36La Charte des droit fondamentaux, adoptée en 2000, et ayant la même valeur que les traités depuis l’entrée en vigueur en 2009 du Traité de Lisbonne [35] est encore un facteur de création d’un véritable ordre public européen. Cette Charte, proche de la Convention européenne des droits de l’homme, rapproche aussi l’UE de cette autre Europe qu’est le Conseil de l’Europe. Déjà la Cour de Strasbourg a eu l’occasion dans le célèbre arrêt Bosphorus[36] de poser une présomption d’équivalence de protection des droits fondamentaux dans le droit de l’UE et dans le droit issu de la Convention européenne des droits de l’homme et des libertés fondamentales de 1950. Plus précisément, dans l’affaire Aventis c/ Lettonie[37] elle a jugé qu’un exequatur accordé en Lettonie en application des règles du règlement Bruxelles I ne heurtait pas cette convention ; pour autant la Cour de Strasbourg n’entend nullement se substituer à la CJUE pour interpréter les textes émanant de l’UE [38]. Les rapports entre l’UE et le Conseil de l’Europe ont donc des aspects positifs. Il est, à notre avis, dommage que, pourtant, la CJUE ait donné, le 18 décembre 2014 un avis négatif (avis 2/13) quant à l’adhésion de l’UE à la Convention européenne des droits de l’homme. Le système de Bruxelles a donné à l’UE une force et une cohésion suffisante pour qu’elle n’ait pas à souffrir, bien au contraire, de son adhésion à cet instrument qui manifesterait la volonté de l’UE de renforcer la construction de l’Europe entendue au sens large et de s’affirmer sur la scène mondiale.

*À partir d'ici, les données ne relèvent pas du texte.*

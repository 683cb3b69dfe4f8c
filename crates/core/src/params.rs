//! Free-form model parameters forwarded to the server.
//!
//! Keys are validated to be non-empty; values are opaque to the client and
//! interpreted by the remote service (e.g. `n_predict`, `temp`, `stop`).

use crate::{Error, Result};
use compact_str::CompactString;
use serde::{Deserialize, Serialize};
use std::collections::BTreeMap;

/// A single parameter value.
#[derive(Debug, Clone, PartialEq, Deserialize, Serialize)]
#[serde(untagged)]
pub enum ParamValue {
    /// A boolean flag.
    Bool(bool),
    /// An integer, e.g. `n_predict`.
    Int(i64),
    /// A float, e.g. `temp`.
    Float(f64),
    /// A string.
    Str(String),
    /// A list of strings, e.g. stop sequences.
    List(Vec<String>),
}

impl ParamValue {
    /// Parse a command-line value.
    ///
    /// `true`/`false` become booleans, then integers and floats are tried,
    /// anything else is kept as a string.
    pub fn parse(raw: &str) -> Self {
        match raw {
            "true" => return Self::Bool(true),
            "false" => return Self::Bool(false),
            _ => {}
        }
        if let Ok(int) = raw.parse::<i64>() {
            return Self::Int(int);
        }
        if let Ok(float) = raw.parse::<f64>() {
            return Self::Float(float);
        }
        Self::Str(raw.to_owned())
    }
}

impl From<bool> for ParamValue {
    fn from(value: bool) -> Self {
        Self::Bool(value)
    }
}

impl From<i64> for ParamValue {
    fn from(value: i64) -> Self {
        Self::Int(value)
    }
}

impl From<i32> for ParamValue {
    fn from(value: i32) -> Self {
        Self::Int(value.into())
    }
}

impl From<f64> for ParamValue {
    fn from(value: f64) -> Self {
        Self::Float(value)
    }
}

impl From<&str> for ParamValue {
    fn from(value: &str) -> Self {
        Self::Str(value.to_owned())
    }
}

impl From<String> for ParamValue {
    fn from(value: String) -> Self {
        Self::Str(value)
    }
}

impl From<Vec<String>> for ParamValue {
    fn from(value: Vec<String>) -> Self {
        Self::List(value)
    }
}

/// Parameters merged into every generation request.
///
/// Serializes as a flat JSON object, keys in sorted order.
#[derive(Debug, Clone, Default, PartialEq, Deserialize, Serialize)]
#[serde(try_from = "BTreeMap<CompactString, ParamValue>")]
pub struct Params(BTreeMap<CompactString, ParamValue>);

impl Params {
    /// Create an empty parameter map.
    pub fn new() -> Self {
        Self::default()
    }

    /// Insert a parameter, replacing any previous value under the same key.
    ///
    /// Fails with [`Error::InvalidParam`] if the key is empty.
    pub fn insert(&mut self, key: &str, value: impl Into<ParamValue>) -> Result<()> {
        if key.is_empty() {
            return Err(Error::InvalidParam("parameter key must not be empty".into()));
        }
        self.0.insert(CompactString::from(key), value.into());
        Ok(())
    }

    /// Builder-style [`Params::insert`].
    pub fn with(mut self, key: &str, value: impl Into<ParamValue>) -> Result<Self> {
        self.insert(key, value)?;
        Ok(self)
    }

    /// Get a parameter by key.
    pub fn get(&self, key: &str) -> Option<&ParamValue> {
        self.0.get(key)
    }

    /// Whether the key is present.
    pub fn contains(&self, key: &str) -> bool {
        self.0.contains_key(key)
    }

    /// Number of parameters.
    pub fn len(&self) -> usize {
        self.0.len()
    }

    /// Whether there are no parameters.
    pub fn is_empty(&self) -> bool {
        self.0.is_empty()
    }

    /// Iterate over parameters in key order.
    pub fn iter(&self) -> impl Iterator<Item = (&str, &ParamValue)> {
        self.0.iter().map(|(k, v)| (k.as_str(), v))
    }

    /// Overlay `other` on top of `self`; keys in `other` win.
    pub fn merged(&self, other: &Params) -> Params {
        let mut out = self.clone();
        for (key, value) in &other.0 {
            out.0.insert(key.clone(), value.clone());
        }
        out
    }
}

impl TryFrom<BTreeMap<CompactString, ParamValue>> for Params {
    type Error = Error;

    fn try_from(map: BTreeMap<CompactString, ParamValue>) -> Result<Self> {
        let mut params = Params::new();
        for (key, value) in map {
            params.insert(&key, value)?;
        }
        Ok(params)
    }
}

37Malgré le refus de cette adhésion, il reste que le système de Bruxelles tend à jouer un rôle de plus en plus important sur la scène mondiale en commençant à prendre en compte les États tiers.

III – Le système de Bruxelles et les États tiers

38En 1968, les négociateurs de la Convention de Bruxelles se sont peu préoccupés des États tiers. Les règles de compétence avaient été écrites dans une perspective essentiellement intra-communautaire [39] et celles concernant la reconnaissance et l’exécution ne visaient que les décisions rendues dans un des États contractants. Toutefois, le troisième considérant du préambule de la Convention de Bruxelles mentionnait qu’il fallait déterminer la compétence des juridictions des États contractants « dans l’ordre international », et, à plusieurs reprises, la Cour de Luxembourg avait, assez tôt, eu l’occasion d’indiquer que la Convention de Bruxelles s’appliquait quand bien même les juridictions d’un État tiers étaient en cause [40].

39Une disposition touchait indirectement les États tiers et avait été très mal reçue par eux : dans un souci de non-discrimination entre ressortissants de la Communauté économique européenne, l’article 4 § 2 de la Convention de Bruxelles prévoyait que le demandeur domicilié dans un État contractant agissant contre un défendeur domicilié dans un État tiers pouvait invoquer contre ce défendeur toutes les règles de compétence de l’État contractant, y compris les règles exorbitantes. Ainsi un Allemand domicilié en France pouvait invoquer l’article 14 du code civil s’il agissait contre un défendeur domicilié au Brésil. Les réactions hostiles avaient été rapides [41] et la possibilité offerte par l’article 59 de la Convention de Bruxelles de conclure des traités autorisant l’État tiers à ne pas reconnaître une décision lorsque la compétence était fondée sur une règle de compétence exorbitante avait été de peu de secours car rarement utilisée [42] et a d’ailleurs disparu dans les règlements qui ont remplacé la convention. L’article 4 alinéa 2 de la convention a pourtant été repris sans modification par le règlement Bruxelles I (art. 4 § 2) puis par le règlement Bruxelles I bis (art. 6 § 2) et le système a sa logique : puisque chaque État de l’UE garde ses règles de compétence propres lorsque le défendeur est domicilié dans un État tiers (avec toutefois la réserve des cas de compétence exclusive, et, depuis le règlement Bruxelles I bis celle des actions intentée par le consommateur ou le salarié), il n’y a pas de raison particulière d’écarter les règles exorbitantes, mais, le principe de non-discrimination en raison de la nationalité conduit à étendre leur champ d’application.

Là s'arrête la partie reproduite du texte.